In this context, the Government swims in deep waters with sharks, complicated by two factors: the first, an economic cabinet that has nuances regarding how to proceed in the power relationship with the establishment. Secondly, a dispute with players who have been playing with prices for a long time. One case, that of Molinos Río: in mid-2018, the government of Mauricio Macri forgiven the company a debt of 70 million dollars for unpaid taxes on exports. A few days later, a Macri jeopardized by inflation and with the dollar skyrocketing, summoned food companies to Olivos to ask them not to raise prices any more. Molinos sat down, at that time, the manager Amancio Onetto, who promised to stop the rises with the former president. But days before, the firm had already increased between 15 and 20 percent. Today, history repeats itself. And this case is replicable, to a greater or lesser extent, to the rest of the companies that highlighted, including AdeccoAgro, Coca Cola and Molino Cañuelas.

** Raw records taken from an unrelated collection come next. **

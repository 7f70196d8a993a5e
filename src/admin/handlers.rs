use axum::{
    extract::{Path, State},
    http::StatusCode,
    Json,
};
use serde::{Deserialize, Serialize};

use crate::admin::AdminState;
use crate::banning::BanInfo;

#[derive(Debug, Serialize, Deserialize, PartialEq)]
pub struct SystemStatus {
    pub version: String,
    pub status: String,
    pub uptime_secs: u64,
    pub modules: usize,
    pub banning_routes: usize,
    pub active_sessions: Option<usize>,
}

#[derive(Debug, Serialize, Deserialize, PartialEq)]
pub struct ModuleStatus {
    pub index: usize,
    pub name: String,
    pub base_route: String,
    pub final_handler: bool,
}

#[derive(Debug, Serialize, Deserialize, PartialEq)]
pub struct BanningRouteStatus {
    pub route_id: String,
    pub ban_minutes: u64,
    pub max_requests_per_second: u32,
    pub tracked_clients: usize,
    pub bans: Vec<BanStatus>,
}

#[derive(Debug, Serialize, Deserialize, PartialEq)]
pub struct BanStatus {
    pub client: String,
    pub remaining_secs: u64,
    pub explicit: bool,
}

impl From<BanInfo> for BanStatus {
    fn from(info: BanInfo) -> Self {
        Self {
            client: info.client,
            remaining_secs: info.remaining_secs,
            explicit: info.explicit,
        }
    }
}

pub async fn get_status(State(state): State<AdminState>) -> Json<SystemStatus> {
    Json(SystemStatus {
        version: env!("CARGO_PKG_VERSION").to_string(),
        status: "operational".to_string(),
        uptime_secs: state.uptime_secs(),
        modules: state.registry.len(),
        banning_routes: state.banning.len(),
        active_sessions: state.sessions.as_ref().map(|s| s.len()),
    })
}

pub async fn get_modules(State(state): State<AdminState>) -> Json<Vec<ModuleStatus>> {
    let modules = state
        .registry
        .entries()
        .iter()
        .map(|entry| ModuleStatus {
            index: entry.index(),
            name: entry.name().to_string(),
            base_route: entry.module().base_route().to_string(),
            final_handler: entry.module().is_final_handler(),
        })
        .collect();
    Json(modules)
}

pub async fn get_banning_routes(State(state): State<AdminState>) -> Json<Vec<String>> {
    Json(state.banning.routes())
}

pub async fn get_banning_route(
    State(state): State<AdminState>,
    Path(route): Path<String>,
) -> Result<Json<BanningRouteStatus>, StatusCode> {
    let config = state.banning.try_get(&route).ok_or(StatusCode::NOT_FOUND)?;
    Ok(Json(BanningRouteStatus {
        route_id: route,
        ban_minutes: config.ban_duration().as_secs() / 60,
        max_requests_per_second: config.max_requests_per_second(),
        tracked_clients: config.len(),
        bans: config.active_bans().into_iter().map(BanStatus::from).collect(),
    }))
}

pub async fn delete_banning_route(
    State(state): State<AdminState>,
    Path(route): Path<String>,
) -> StatusCode {
    match state.banning.try_remove(&route) {
        Some(_) => StatusCode::NO_CONTENT,
        None => StatusCode::NOT_FOUND,
    }
}

pub async fn delete_ban(
    State(state): State<AdminState>,
    Path((route, client)): Path<(String, String)>,
) -> StatusCode {
    let Some(config) = state.banning.try_get(&route) else {
        return StatusCode::NOT_FOUND;
    };
    if config.unban(&client) {
        tracing::info!(route_id = %route, client = %client, "Ban lifted by administrator");
        StatusCode::NO_CONTENT
    } else {
        StatusCode::NOT_FOUND
    }
}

It is not the first time that, in recent days and since it shows internal political weaknesses, sectors of economic power have rebelled once morest the Government in the midst of fighting inflation. The previous case was the decision of the ABC meat consortium to remove the 7 agreed popular cuts from the shelves. When the Minister of Agriculture, Julián Domínguez, threatened to close their exports, they rolled back the decision in a matter of minutes. The other conflict front is that of agriculture: even without having touched the withholdings on the primary field and yes on agribusiness, the Liaison Table asked the political table of Together for Change to hold a meeting to join a conflict that does not has as affected actors.